Constituency details
- Country: India
- Region: South India
- State: Kerala
- District: Ernakulam
- Established: 1965
- Total electors: 1,63,696 (2016)
- Reservation: None

Member of Legislative Assembly
- 16th Kerala Legislative Assembly
- Incumbent Roji M. John
- Party: INC
- Alliance: UDF
- Elected year: 2026

= Angamaly Assembly constituency =

Constituency of the Kerala legislative assembly in India

Angamaly legislative assembly constituency is one of the 140 state legislative assembly constituencies in Kerala in southern India.
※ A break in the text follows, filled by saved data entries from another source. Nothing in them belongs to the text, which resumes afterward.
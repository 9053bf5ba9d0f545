//! Order endpoints: submission, retrieval, claiming and status updates.

use axum::{
	extract::{Path, State},
	http::HeaderMap,
	response::Json,
};
use dispatch_types::{ApiError, ApiResponse, NewOrderRequest, OrderStatus, OrderView};
use serde::{Deserialize, Serialize};

use crate::apis::auth::actor_from_headers;
use crate::server::AppState;

/// Request body for POST /orders/{id}/status.
#[derive(Debug, Deserialize)]
pub struct UpdateStatusRequest {
	/// Target status in wire format, e.g. "READY_FOR_PICKUP".
	pub status: String,
}

/// Response for status updates.
///
/// Carries the pickup code when the update issued one, so the vendor
/// surface can display it immediately.
#[derive(Debug, Serialize)]
#[serde(rename_all = "camelCase")]
pub struct StatusResponse {
	pub order: OrderView,
	#[serde(skip_serializing_if = "Option::is_none")]
	pub pickup_code: Option<String>,
}

/// Handles POST /api/orders requests.
pub async fn submit(
	State(state): State<AppState>,
	headers: HeaderMap,
	Json(request): Json<NewOrderRequest>,
) -> Result<Json<ApiResponse<OrderView>>, ApiError> {
	let actor = actor_from_headers(&headers)?;
	match state.engine.submit_order(request, &actor).await {
		Ok(order) => Ok(Json(ApiResponse::ok(
			"Order submitted",
			OrderView::from(&order),
		))),
		Err(e) => {
			tracing::warn!("Order submission failed: {}", e);
			Err(ApiError::from(e))
		},
	}
}

/// Handles GET /api/orders/{id} requests.
///
/// The view never contains verification codes, so reads need no actor.
pub async fn get_by_id(
	Path(id): Path<String>,
	State(state): State<AppState>,
) -> Result<Json<ApiResponse<OrderView>>, ApiError> {
	match state.engine.get_order(&id).await {
		Ok(order) => Ok(Json(ApiResponse::ok("Order found", OrderView::from(&order)))),
		Err(e) => {
			tracing::warn!("Order retrieval failed: {}", e);
			Err(ApiError::from(e))
		},
	}
}

/// Handles POST /api/orders/{id}/accept requests.
pub async fn accept(
	Path(id): Path<String>,
	State(state): State<AppState>,
	headers: HeaderMap,
) -> Result<Json<ApiResponse<OrderView>>, ApiError> {
	let actor = actor_from_headers(&headers)?;
	match state.engine.accept_order(&id, &actor).await {
		Ok(order) => Ok(Json(ApiResponse::ok(
			"Order accepted",
			OrderView::from(&order),
		))),
		Err(e) => {
			tracing::warn!("Order claim failed: {}", e);
			Err(ApiError::from(e))
		},
	}
}

/// Handles POST /api/orders/{id}/status requests.
pub async fn update_status(
	Path(id): Path<String>,
	State(state): State<AppState>,
	headers: HeaderMap,
	Json(request): Json<UpdateStatusRequest>,
) -> Result<Json<ApiResponse<StatusResponse>>, ApiError> {
	let actor = actor_from_headers(&headers)?;
	let to: OrderStatus = request
		.status
		.parse()
		.map_err(|_| ApiError::bad_request(format!("Unknown order status: {}", request.status)))?;

	match state.engine.update_order_status(&id, to, &actor).await {
		Ok(update) => Ok(Json(ApiResponse::ok(
			format!("Order moved to {}", to),
			StatusResponse {
				order: OrderView::from(&update.order),
				pickup_code: update.pickup_code,
			},
		))),
		Err(e) => {
			tracing::warn!("Status update failed: {}", e);
			Err(ApiError::from(e))
		},
	}
}

/// Handles POST /api/orders/{id}/cancel requests.
pub async fn cancel(
	Path(id): Path<String>,
	State(state): State<AppState>,
	headers: HeaderMap,
) -> Result<Json<ApiResponse<OrderView>>, ApiError> {
	let actor = actor_from_headers(&headers)?;
	match state.engine.cancel_order(&id, &actor).await {
		Ok(order) => Ok(Json(ApiResponse::ok(
			"Order cancelled",
			OrderView::from(&order),
		))),
		Err(e) => {
			tracing::warn!("Order cancellation failed: {}", e);
			Err(ApiError::from(e))
		},
	}
}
It is also one of the seven state legislative assembly constituencies included in Chalakudy Lok Sabha constituency. As of the 2026 assembly elections, the current MLA is Roji M. John of INC.
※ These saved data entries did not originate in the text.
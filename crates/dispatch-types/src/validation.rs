//! Configuration validation utilities.
//!
//! Storage backends receive their configuration as raw `toml::Value`
//! blocks; this module provides a small schema framework to validate those
//! blocks with useful error messages before a backend is constructed.

use thiserror::Error;

/// Errors that can occur during configuration validation.
#[derive(Debug, Error)]
pub enum ValidationError {
	/// A required field is missing.
	#[error("Missing required field: {0}")]
	MissingField(String),
	/// A field has an invalid value.
	#[error("Invalid value for field '{field}': {message}")]
	InvalidValue { field: String, message: String },
	/// A field has the wrong type.
	#[error("Type mismatch for field '{field}': expected {expected}, got {actual}")]
	TypeMismatch {
		field: String,
		expected: String,
		actual: String,
	},
}

/// The type a configuration field is expected to have.
#[derive(Debug)]
pub enum FieldType {
	/// A string value.
	String,
	/// An integer value with optional inclusive bounds.
	Integer { min: Option<i64>, max: Option<i64> },
	/// A boolean value.
	Boolean,
}

/// A named field in a configuration schema.
#[derive(Debug)]
pub struct Field {
	pub name: String,
	pub field_type: FieldType,
}

impl Field {
	pub fn new(name: impl Into<String>, field_type: FieldType) -> Self {
		Self {
			name: name.into(),
			field_type,
		}
	}
}

/// Defines a validation schema for a TOML configuration block.
///
/// A schema consists of required fields that must be present and optional
/// fields that may be present.
#[derive(Debug)]
pub struct Schema {
	pub required: Vec<Field>,
	pub optional: Vec<Field>,
}

impl Schema {
	pub fn new(required: Vec<Field>, optional: Vec<Field>) -> Self {
		Self { required, optional }
	}

	/// Validates a TOML value against this schema.
	pub fn validate(&self, config: &toml::Value) -> Result<(), ValidationError> {
		let table = config
			.as_table()
			.ok_or_else(|| ValidationError::TypeMismatch {
				field: "root".to_string(),
				expected: "table".to_string(),
				actual: config.type_str().to_string(),
			})?;

		for field in &self.required {
			let value = table
				.get(&field.name)
				.ok_or_else(|| ValidationError::MissingField(field.name.clone()))?;
			validate_field_type(&field.name, value, &field.field_type)?;
		}

		for field in &self.optional {
			if let Some(value) = table.get(&field.name) {
				validate_field_type(&field.name, value, &field.field_type)?;
			}
		}

		Ok(())
	}
}

fn validate_field_type(
	field_name: &str,
	value: &toml::Value,
	expected_type: &FieldType,
) -> Result<(), ValidationError> {
	match expected_type {
		FieldType::String => {
			if !value.is_str() {
				return Err(ValidationError::TypeMismatch {
					field: field_name.to_string(),
					expected: "string".to_string(),
					actual: value.type_str().to_string(),
				});
			}
		},
		FieldType::Integer { min, max } => {
			let int_val = value
				.as_integer()
				.ok_or_else(|| ValidationError::TypeMismatch {
					field: field_name.to_string(),
					expected: "integer".to_string(),
					actual: value.type_str().to_string(),
				})?;

			if let Some(min_val) = min {
				if int_val < *min_val {
					return Err(ValidationError::InvalidValue {
						field: field_name.to_string(),
						message: format!("Value {} is less than minimum {}", int_val, min_val),
					});
				}
			}

			if let Some(max_val) = max {
				if int_val > *max_val {
					return Err(ValidationError::InvalidValue {
						field: field_name.to_string(),
						message: format!("Value {} is greater than maximum {}", int_val, max_val),
					});
				}
			}
		},
		FieldType::Boolean => {
			if !value.is_bool() {
				return Err(ValidationError::TypeMismatch {
					field: field_name.to_string(),
					expected: "boolean".to_string(),
					actual: value.type_str().to_string(),
				});
			}
		},
	}

	Ok(())
}

/// Trait defining a configuration schema that can validate TOML values.
///
/// Implemented by each storage backend so the factory can reject a bad
/// configuration before constructing the backend.
pub trait ConfigSchema: Send + Sync {
	fn validate(&self, config: &toml::Value) -> Result<(), ValidationError>;
}

#[cfg(test)]
mod tests {
	use super::*;

	#[test]
	fn test_missing_required_field() {
		let schema = Schema::new(vec![Field::new("storage_path", FieldType::String)], vec![]);
		let config: toml::Value = toml::from_str("").unwrap();
		assert!(matches!(
			schema.validate(&config),
			Err(ValidationError::MissingField(_))
		));
	}

	#[test]
	fn test_integer_bounds() {
		let schema = Schema::new(
			vec![Field::new(
				"port",
				FieldType::Integer {
					min: Some(1),
					max: Some(65535),
				},
			)],
			vec![],
		);
		let ok: toml::Value = toml::from_str("port = 8080").unwrap();
		assert!(schema.validate(&ok).is_ok());

		let too_big: toml::Value = toml::from_str("port = 70000").unwrap();
		assert!(matches!(
			schema.validate(&too_big),
			Err(ValidationError::InvalidValue { .. })
		));
	}

	#[test]
	fn test_type_mismatch() {
		let schema = Schema::new(vec![Field::new("storage_path", FieldType::String)], vec![]);
		let config: toml::Value = toml::from_str("storage_path = 3").unwrap();
		assert!(matches!(
			schema.validate(&config),
			Err(ValidationError::TypeMismatch { .. })
		));
	}
}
This constituency is home to Archeparchy of Ernakulam–Angamaly and is dominated by Syrian Catholics, and therefore is a Congress stronghold.

==Local self-governed segments==
Angamaly Assembly constituency is composed of the following local self-governed segments:

| Name | Status (Grama panchayat/Municipality) | Taluk |
|---|---|---|
| Angamaly | Municipality | Aluva |
| Ayyampuzha | Grama panchayat | Aluva |
| Kalady | Grama panchayat | Aluva |
| Karukutty | Grama panchayat | Aluva |
| Malayattoor-Neeleeswaram | Grama panchayat | Aluva |
| Manjapra | Grama panchayat | Aluva |
| Mookkannoor | Grama panchayat | Aluva |
| Parakkadavu | Grama panchayat | Aluva |
| Thuravoor | Grama panchayat | Aluva |

== Members of Legislative Assembly ==
The following list contains all members of Kerala Legislative Assembly who have represented the constituency:

Key

| Election | Niyama Sabha | Member | Party |  | Tenure |
| 1967 | 3rd | A. P. Kurian |  | CPI(M) | 1967 – 1970 |
| 1970 | 4th | 1970 – 1977 |
| 1977 | 5th | 1977 – 1980 |
| 1980 | 6th | 1980 – 1982 |
| 1982 | 7th | M. V. Mani |  | KEC | 1982 – 1987 |
| 1987 | 8th | 1987 – 1991 |
| 1991 | 9th | P. J. Joy |  | INC | 1991 – 1996 |
| 1996 | 10th | 1996 – 2001 |
| 2001 | 11th | 2001 – 2006 |
| 2006 | 12th | Jose Thettayil |  | JD(S) | 2006 – 2011 |
| 2011 | 13th | 2011 – 2016 |
| 2016 | 14th | Roji M John |  | INC | 2016 - 2021 |
| 2021 | 15th | 2021 - 2026 |
| 2026 | 16th | Incumbent |

== Election results ==
Percentage change (±%) denotes the change in the number of votes from the immediate previous election.

===2026===

2026 Kerala Legislative Assembly election: Angamaly
| Party |  | Candidate | Votes | % | ±% |
|---|---|---|---|---|---|
|  | INC | Roji M. John | 78,331 | 59.86 |  |
|  | CPI(M) | Saju Paul | 41,323 | 31.58 |  |
|  | TTP | Promy Kuriakose | 9,893 | 7.56 |  |
|  | NOTA | NOTA | 666 | 0.51 |  |
|  | SUCI(C) | P V Rajeesh | 220 | 0.17 |  |
|  | Independent | Joby Paul Uppan | 163 | 0.12 |  |
|  | Independent | Suphil Sebastian | 156 | 0.12 |  |
|  | Independent | Subran | 96 | 0.07 |  |
| Margin of victory |  |  | 37,008 | 28.28 |  |
| Turnout |  |  | 130848 |  |  |
|  | INC hold |  | Swing |  |  |

=== 2021 ===
There were 1,77,927 registered voters in the constituency for the 2021 Kerala Assembly election.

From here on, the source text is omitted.